Австрийский Винерфествохен в уходящем году отметил своё 70-летие. Программу несколько раз передвигали, даты менялись. В итоге весенний (так было до пандемии) фестиваль закончился в конце ноября. Подводя итоги года, мы решили вспомнить о двух остросоциальных спектаклях из Национального театра Лондона, вошедших в афишу и всё-таки показанных в Вене.

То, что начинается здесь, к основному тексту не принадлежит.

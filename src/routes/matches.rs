use actix_web::{web, HttpRequest, HttpResponse, Responder};
use crate::models::{HealthResponse, MatchListResponse, MatchView, SetMatchStatusRequest};
use crate::routes::{actor_context, error_response, AppState};
use crate::services::CacheKey;

/// Configure health and match routes
pub fn configure(cfg: &mut web::ServiceConfig) {
    cfg
        .route("/health", web::get().to(health_check))
        .route("/matches", web::get().to(list_matches))
        .route("/matches/{id}/status", web::post().to(set_match_status));
}

/// Health check endpoint
async fn health_check(state: web::Data<AppState>) -> impl Responder {
    let store_healthy = match state.store.health_check().await {
        Ok(healthy) => healthy,
        Err(e) => {
            tracing::warn!("Store health check failed: {}", e);
            false
        }
    };

    let status = if store_healthy { "healthy" } else { "degraded" };

    HttpResponse::Ok().json(HealthResponse {
        status: status.to_string(),
        version: env!("CARGO_PKG_VERSION").to_string(),
        store: state.store.backend().to_string(),
        cache: state.cache.stats(),
        timestamp: chrono::Utc::now(),
    })
}

/// GET /api/v1/matches
///
/// Matches involving any of the caller's animals, best score first, with
/// both animals attached.
async fn list_matches(state: web::Data<AppState>, req: HttpRequest) -> impl Responder {
    let ctx = match actor_context(&state, &req) {
        Ok(ctx) => ctx,
        Err(resp) => return resp,
    };

    let actor_id = match ctx.require_actor() {
        Ok(actor) => actor.id.clone(),
        Err(e) => return error_response(&e),
    };

    let cache_key = CacheKey::matches(&actor_id);
    if let Ok(matches) = state.cache.get::<Vec<MatchView>>(&cache_key).await {
        tracing::debug!("Serving {} cached matches for {}", matches.len(), actor_id);
        return HttpResponse::Ok().json(MatchListResponse {
            total_results: matches.len(),
            matches,
        });
    }

    match state.lifecycle.list_matches(&ctx).await {
        Ok(matches) => {
            if let Err(e) = state.cache.set(&cache_key, &matches).await {
                tracing::warn!("Failed to cache matches for {}: {}", actor_id, e);
            }

            HttpResponse::Ok().json(MatchListResponse {
                total_results: matches.len(),
                matches,
            })
        }
        Err(e) => error_response(&e),
    }
}

/// POST /api/v1/matches/{id}/status
///
/// Request body:
/// ```json
/// { "status": "accepted" }
/// ```
async fn set_match_status(
    state: web::Data<AppState>,
    path: web::Path<String>,
    body: web::Json<SetMatchStatusRequest>,
    req: HttpRequest,
) -> impl Responder {
    let ctx = match actor_context(&state, &req) {
        Ok(ctx) => ctx,
        Err(resp) => return resp,
    };

    match state.lifecycle.set_match_status(&ctx, &path, body.status).await {
        Ok(outcome) => {
            state.cache.invalidate_matches(&outcome.affected_owners).await;
            HttpResponse::Ok().json(outcome.updated)
        }
        Err(e) => error_response(&e),
    }
}
use crate::core::context::ActorContext;
use crate::core::error::{CoreError, CoreResult};
use crate::core::filters::matches_involving;
use crate::models::{Animal, AnimalUpdate, BreedingMatch, NewAnimal};
use crate::services::store::{from_record, from_records, to_record, DataStore, Direction, Filter, Table};
use serde_json::Value;
use std::collections::BTreeSet;
use std::sync::Arc;
use validator::Validate;

/// Animal registry
///
/// Listing is open to everyone. Writes require an actor, and updates and
/// deletes are limited to the animal's owner.
#[derive(Clone)]
pub struct Registry {
    store: Arc<dyn DataStore>,
}

impl Registry {
    pub fn new(store: Arc<dyn DataStore>) -> Self {
        Self { store }
    }

    /// Every registered animal, newest first
    pub async fn list_animals(&self) -> CoreResult<Vec<Animal>> {
        let rows = self
            .store
            .select(Table::Cows, &Filter::new().order_by("created_at", Direction::Descending))
            .await?;
        Ok(from_records(rows)?)
    }

    /// The actor's own animals, newest first
    pub async fn list_owned(&self, ctx: &ActorContext) -> CoreResult<Vec<Animal>> {
        let actor = ctx.require_actor()?;
        let filter = Filter::new()
            .eq("owner_id", actor.id.as_str())
            .order_by("created_at", Direction::Descending);

        Ok(from_records(self.store.select(Table::Cows, &filter).await?)?)
    }

    pub async fn get_animal(&self, id: &str) -> CoreResult<Animal> {
        match self.store.find_by_id(Table::Cows, id).await? {
            Some(row) => Ok(from_record(row)?),
            None => Err(CoreError::not_found("animal", id)),
        }
    }

    /// Load an animal and check that the actor owns it
    async fn owned_animal(&self, ctx: &ActorContext, id: &str) -> CoreResult<Animal> {
        let actor = ctx.require_actor()?;
        let animal = self.get_animal(id).await?;

        if !animal.is_owned_by(&actor.id) {
            tracing::warn!("Actor {} tried to modify animal {} owned by {}", actor.id, id, animal.owner_id);
            return Err(CoreError::AccessDenied(format!("animal {} belongs to another owner", id)));
        }
        Ok(animal)
    }

    pub async fn create_animal(&self, ctx: &ActorContext, new_animal: NewAnimal) -> CoreResult<Animal> {
        let actor = ctx.require_actor()?;
        new_animal.validate()?;

        let mut row = to_record(&new_animal)?;
        row.insert("owner_id".to_string(), Value::String(actor.id.clone()));

        let created: Animal = from_record(self.store.insert(Table::Cows, row).await?)?;
        tracing::info!("Registered animal {} ({}) for {}", created.id, created.breed, actor.id);
        Ok(created)
    }

    pub async fn update_animal(&self, ctx: &ActorContext, id: &str, update: AnimalUpdate) -> CoreResult<Animal> {
        ctx.require_actor()?;
        update.validate()?;
        if update.is_empty() {
            return Err(CoreError::Validation("update must change at least one field".to_string()));
        }

        self.owned_animal(ctx, id).await?;

        let patch = to_record(&update)?;
        let updated: Animal = from_record(self.store.update(Table::Cows, id, patch).await?)?;
        tracing::debug!("Updated animal {}", id);
        Ok(updated)
    }

    /// Delete one of the actor's animals
    ///
    /// Returns the owners whose match listings referenced the animal: the
    /// actor plus the owner of every partner. Match rows are left in place.
    pub async fn delete_animal(&self, ctx: &ActorContext, id: &str) -> CoreResult<BTreeSet<String>> {
        let animal = self.owned_animal(ctx, id).await?;

        let matches: Vec<BreedingMatch> = from_records(
            self.store
                .select(Table::BreedingMatches, &matches_involving(&[id.to_string()]))
                .await?,
        )?;
        let partner_ids: BTreeSet<String> = matches
            .iter()
            .filter_map(|m| m.partner_of(id))
            .map(str::to_string)
            .collect();

        let mut affected_owners = BTreeSet::from([animal.owner_id]);
        if !partner_ids.is_empty() {
            let rows = self
                .store
                .select(Table::Cows, &Filter::new().in_list("id", partner_ids))
                .await?;
            affected_owners.extend(from_records::<Animal>(rows)?.into_iter().map(|a| a.owner_id));
        }

        self.store.delete(Table::Cows, id).await?;
        tracing::info!("Deleted animal {} ({} matches left orphaned)", id, matches.len());
        Ok(affected_owners)
    }
}
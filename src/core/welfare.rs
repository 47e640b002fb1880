use crate::core::context::ActorContext;
use crate::core::error::CoreResult;
use crate::models::{NewWelfareReport, ReportStatus, WelfareReport};
use crate::services::store::{
    from_record, from_records, to_record, DataStore, Direction, Filter, StoreError, Table,
};
use serde_json::Value;
use std::sync::Arc;
use validator::Validate;

/// Intake and listing of welfare incident reports
///
/// Reports always start as pending; moderation happens elsewhere.
#[derive(Clone)]
pub struct WelfareDesk {
    store: Arc<dyn DataStore>,
}

impl WelfareDesk {
    pub fn new(store: Arc<dyn DataStore>) -> Self {
        Self { store }
    }

    pub async fn submit_report(&self, ctx: &ActorContext, report: NewWelfareReport) -> CoreResult<WelfareReport> {
        let actor = ctx.require_actor()?;
        report.validate()?;

        let mut row = to_record(&report)?;
        row.insert("reporter_id".to_string(), Value::String(actor.id.clone()));
        row.insert(
            "status".to_string(),
            serde_json::to_value(ReportStatus::Pending).map_err(StoreError::from)?,
        );

        let created: WelfareReport = from_record(self.store.insert(Table::WelfareReports, row).await?)?;
        tracing::info!("Welfare report {} ({:?}) filed by {}", created.id, created.incident_type, actor.id);
        Ok(created)
    }

    /// All reports, newest first
    pub async fn list_reports(&self) -> CoreResult<Vec<WelfareReport>> {
        let filter = Filter::new().order_by("created_at", Direction::Descending);
        Ok(from_records(self.store.select(Table::WelfareReports, &filter).await?)?)
    }
}

#[cfg(test)]
mod tests {
    use super::*;
    use crate::core::error::CoreError;
    use crate::models::IncidentType;
    use crate::services::MemoryStore;

    fn report(description: &str) -> NewWelfareReport {
        NewWelfareReport {
            incident_type: IncidentType::IllegalTransport,
            description: description.to_string(),
            image_url: Some("https://example.com/truck.jpg".to_string()),
            location_lat: Some(26.9124),
            location_lng: Some(75.7873),
        }
    }

    #[tokio::test]
    async fn test_submit_stamps_reporter_and_pending() {
        let desk = WelfareDesk::new(Arc::new(MemoryStore::new()));
        let ctx = ActorContext::for_actor("volunteer-7");

        let created = desk
            .submit_report(&ctx, report("Overloaded truck with twelve cattle on NH48"))
            .await
            .unwrap();

        assert_eq!(created.reporter_id, "volunteer-7");
        assert_eq!(created.status, ReportStatus::Pending);
        assert_eq!(desk.list_reports().await.unwrap().len(), 1);
    }

    #[tokio::test]
    async fn test_submit_validates_before_store() {
        let store = Arc::new(MemoryStore::new());
        let desk = WelfareDesk::new(store.clone());

        let result = desk
            .submit_report(&ActorContext::for_actor("volunteer-7"), report("short"))
            .await;

        assert!(matches!(result, Err(CoreError::Validation(_))));
        assert_eq!(store.row_count(Table::WelfareReports).await, 0);
    }

    #[tokio::test]
    async fn test_anonymous_cannot_submit() {
        let desk = WelfareDesk::new(Arc::new(MemoryStore::new()));
        let result = desk
            .submit_report(&ActorContext::anonymous(), report("Overloaded truck with twelve cattle on NH48"))
            .await;

        assert!(matches!(result, Err(CoreError::Unauthenticated)));
    }
}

«Вера, надежда и благотворительность» – спектакль, в отличие от большинства других продукций Фествохен этого года, сделанный ещё до пандемии (премьера прошла в сентябре 2019 на сцене Национального театра Великобритании). Его действие разворачивается в заброшенном доме в провинциальном английском городке – доме, который по инициативе местной благотворительной организации используется для того, чтобы кормить людей, оказавшихся в нужде, и предоставлять им пространство для минимальной социализации. Над домом, принадлежащим городу, с самого начала висит угроза: если мэрии понадобятся деньги, он будет продан. Эта угроза составляет фон происходящего, которое, однако, странным образом не ей, этой угрозе, подчинено. Люди, приходящие к обеду, его делает чернокожая Хейзель, являющаяся, похоже, главным «идеологом» этого дома (почему слово надо взять в кавычки, выяснится потом), – не очень об этом доме заботятся; во всяком случае не посвящают борьбе за него жизнь. И сама Хейзель – усталая, немолодая, полная забот – может, не имеет сил, может, времени, может, мотивации – бороться. Время от времени упоминается петиция, общение с чиновниками; планируется, а затем где-то между третьим и четвёртым актом проводится концерт перед мэрией – но дом будет неумолимо продан, как будет продано имение Раневской в «Вишнёвом саде». И это единственное, что происходит в спектакле: в остальное время мы будем смотреть, как люди едят, пьют, любят, ходят и носят свою несусветную одежду.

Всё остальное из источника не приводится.